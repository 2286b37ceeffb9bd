use hashlink::LruCache;
use serde::{Deserialize, Serialize};
use std::sync::{mpsc, Arc, Mutex};
use std::time::{Duration, Instant};
use url::Url;

/// Per-caller request budget for the search endpoint.
pub const RATE_LIMIT_MAX: usize = 30;
/// Length of the rate limit window.
pub const RATE_LIMIT_WINDOW: Duration = Duration::from_secs(60);

/// Upper bound on distinct callers tracked at once. Stale callers fall off
/// the LRU end, so an open endpoint cannot grow the table without bound.
const CALLER_TABLE_CAP: usize = 128;

/// Why a search produced no results.
#[derive(Debug, Clone, PartialEq, Eq)]
pub enum SearchError {
    /// The caller used up its request budget for the current window.
    RateLimited,
    /// The endpoint rejected the credentials (or their absence).
    Unauthorized,
    /// The endpoint answered, but not with results.
    Upstream(String),
    /// The request never completed.
    Transport(String),
}

impl std::fmt::Display for SearchError {
    fn fmt(&self, f: &mut std::fmt::Formatter<'_>) -> std::fmt::Result {
        match self {
            SearchError::RateLimited => write!(f, "search limit reached, try again in a minute"),
            SearchError::Unauthorized => write!(f, "sign in to search videos"),
            SearchError::Upstream(msg) => write!(f, "search failed: {msg}"),
            SearchError::Transport(msg) => write!(f, "search request failed: {msg}"),
        }
    }
}

impl std::error::Error for SearchError {}

/// One row of a search response, already normalized by the endpoint.
#[derive(Debug, Clone, PartialEq, Serialize, Deserialize)]
pub struct VideoResult {
    pub id: String,
    pub title: String,
    #[serde(default)]
    pub thumbnail: String,
    #[serde(default)]
    pub duration: String,
}

/// Fixed-window rate limiter keyed by caller id.
///
/// Each check prunes the caller's log down to the window, then either admits
/// and records the request or rejects it. Rejected requests are not recorded,
/// so hammering a closed window does not push the window forward.
pub struct RateLimiter {
    max: usize,
    window: Duration,
    callers: LruCache<String, Vec<Instant>>,
}

impl RateLimiter {
    pub fn new(max: usize, window: Duration) -> Self {
        Self {
            max,
            window,
            callers: LruCache::new(CALLER_TABLE_CAP),
        }
    }

    /// Admit or reject a request from `caller` at time `now`. The clock is a
    /// parameter so tests can drive it.
    pub fn check(&mut self, caller: &str, now: Instant) -> bool {
        if self.callers.get_mut(caller).is_none() {
            self.callers.insert(caller.to_string(), Vec::new());
        }
        let Some(log) = self.callers.get_mut(caller) else {
            return false;
        };
        log.retain(|t| now.saturating_duration_since(*t) < self.window);
        if log.len() >= self.max {
            tracing::debug!(%caller, "rate limit hit");
            return false;
        }
        log.push(now);
        true
    }
}

/// Blocking client for the video search endpoint.
///
/// Lives behind [`SearchService`] on worker threads; nothing here runs on the
/// UI thread. No request timeout is configured, matching the service side; a
/// slow request occupies its worker and nothing else.
pub struct SearchClient {
    http: reqwest::blocking::Client,
    endpoint: Url,
    caller_id: String,
    auth_token: Option<String>,
    limiter: Mutex<RateLimiter>,
}

impl SearchClient {
    pub fn new(
        endpoint: &str,
        caller_id: impl Into<String>,
        auth_token: Option<String>,
    ) -> anyhow::Result<Self> {
        let endpoint = Url::parse(endpoint)?;
        let http = reqwest::blocking::Client::builder()
            .user_agent(concat!("eduscreen/", env!("CARGO_PKG_VERSION")))
            .build()?;
        Ok(Self {
            http,
            endpoint,
            caller_id: caller_id.into(),
            auth_token,
            limiter: Mutex::new(RateLimiter::new(RATE_LIMIT_MAX, RATE_LIMIT_WINDOW)),
        })
    }

    pub fn search(&self, query: &str) -> Result<Vec<VideoResult>, SearchError> {
        {
            let mut limiter = self
                .limiter
                .lock()
                .map_err(|_| SearchError::Transport("rate limiter poisoned".into()))?;
            if !limiter.check(&self.caller_id, Instant::now()) {
                return Err(SearchError::RateLimited);
            }
        }

        let mut url = self.endpoint.clone();
        url.query_pairs_mut().append_pair("q", query);
        let mut request = self.http.get(url);
        if let Some(token) = &self.auth_token {
            request = request.bearer_auth(token);
        }
        let response = request
            .send()
            .map_err(|e| SearchError::Transport(e.to_string()))?;

        let status = response.status();
        if status == reqwest::StatusCode::UNAUTHORIZED {
            return Err(SearchError::Unauthorized);
        }
        if status == reqwest::StatusCode::TOO_MANY_REQUESTS {
            return Err(SearchError::RateLimited);
        }
        if !status.is_success() {
            return Err(SearchError::Upstream(format!(
                "endpoint returned {status}"
            )));
        }
        response
            .json::<Vec<VideoResult>>()
            .map_err(|e| SearchError::Upstream(format!("malformed response: {e}")))
    }
}

/// Handle for running searches off the UI thread.
#[derive(Clone, Default)]
pub struct SearchService {
    client: Option<Arc<SearchClient>>,
}

impl SearchService {
    pub fn new(client: SearchClient) -> Self {
        Self {
            client: Some(Arc::new(client)),
        }
    }

    /// Service without an endpoint; every search fails with a transport
    /// error explaining the missing configuration.
    pub fn disabled() -> Self {
        Self::default()
    }

    pub fn is_configured(&self) -> bool {
        self.client.is_some()
    }

    /// Start a search on a worker thread and return a task to poll.
    pub fn spawn_search(&self, query: String) -> SearchTask {
        let (tx, rx) = mpsc::channel();
        match &self.client {
            None => {
                let _ = tx.send(Err(SearchError::Transport(
                    "video search is not configured".into(),
                )));
            }
            Some(client) => {
                let client = Arc::clone(client);
                std::thread::spawn(move || {
                    tracing::debug!(%query, "video search");
                    let _ = tx.send(client.search(&query));
                });
            }
        }
        SearchTask { rx }
    }
}

/// An in-flight search. Poll once per frame until it yields.
pub struct SearchTask {
    rx: mpsc::Receiver<Result<Vec<VideoResult>, SearchError>>,
}

impl SearchTask {
    pub fn poll(&self) -> Option<Result<Vec<VideoResult>, SearchError>> {
        match self.rx.try_recv() {
            Ok(result) => Some(result),
            Err(mpsc::TryRecvError::Empty) => None,
            Err(mpsc::TryRecvError::Disconnected) => Some(Err(SearchError::Transport(
                "search worker disappeared".into(),
            ))),
        }
    }
}

#[cfg(test)]
mod tests {
    use super::*;

    #[test]
    fn requests_inside_the_window_are_counted() {
        let mut limiter = RateLimiter::new(3, Duration::from_secs(60));
        let start = Instant::now();
        assert!(limiter.check("a", start));
        assert!(limiter.check("a", start + Duration::from_secs(1)));
        assert!(limiter.check("a", start + Duration::from_secs(2)));
        assert!(!limiter.check("a", start + Duration::from_secs(3)));
    }

    #[test]
    fn the_window_slides_per_request() {
        let mut limiter = RateLimiter::new(2, Duration::from_secs(60));
        let start = Instant::now();
        assert!(limiter.check("a", start));
        assert!(limiter.check("a", start + Duration::from_secs(30)));
        assert!(!limiter.check("a", start + Duration::from_secs(59)));
        // The first request has aged out; one slot is free again.
        assert!(limiter.check("a", start + Duration::from_secs(61)));
        assert!(!limiter.check("a", start + Duration::from_secs(62)));
    }

    #[test]
    fn rejected_requests_do_not_extend_the_window() {
        let mut limiter = RateLimiter::new(1, Duration::from_secs(10));
        let start = Instant::now();
        assert!(limiter.check("a", start));
        for i in 1..10 {
            assert!(!limiter.check("a", start + Duration::from_secs(i)));
        }
        assert!(limiter.check("a", start + Duration::from_secs(11)));
    }

    #[test]
    fn callers_are_limited_independently() {
        let mut limiter = RateLimiter::new(1, Duration::from_secs(60));
        let now = Instant::now();
        assert!(limiter.check("alice", now));
        assert!(limiter.check("bob", now));
        assert!(!limiter.check("alice", now));
    }

    #[test]
    fn default_budget_matches_the_endpoint() {
        let mut limiter = RateLimiter::new(RATE_LIMIT_MAX, RATE_LIMIT_WINDOW);
        let now = Instant::now();
        for _ in 0..RATE_LIMIT_MAX {
            assert!(limiter.check("room-12", now));
        }
        assert!(!limiter.check("room-12", now));
    }

    #[test]
    fn unconfigured_service_fails_fast() {
        let service = SearchService::disabled();
        assert!(!service.is_configured());
        let task = service.spawn_search("fractions".into());
        match task.poll() {
            Some(Err(SearchError::Transport(msg))) => {
                assert!(msg.contains("not configured"));
            }
            other => panic!("unexpected poll result: {other:?}"),
        }
    }

    #[test]
    fn bad_endpoint_urls_are_rejected_up_front() {
        assert!(SearchClient::new("not a url", "caller", None).is_err());
        assert!(SearchClient::new("https://example.test/search", "caller", None).is_ok());
    }

    #[test]
    fn video_rows_deserialize_with_missing_extras() {
        let json = r#"[{"id": "abc123", "title": "Fractions 101"}]"#;
        let rows: Vec<VideoResult> = serde_json::from_str(json).unwrap();
        assert_eq!(rows[0].id, "abc123");
        assert_eq!(rows[0].thumbnail, "");
        assert_eq!(rows[0].duration, "");
    }
}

______

Directions for this task: Look through the entries for the string "thumbnail". Every line that has it belongs in the answer.

Reply:
    pub thumbnail: String,
        assert_eq!(rows[0].thumbnail, "");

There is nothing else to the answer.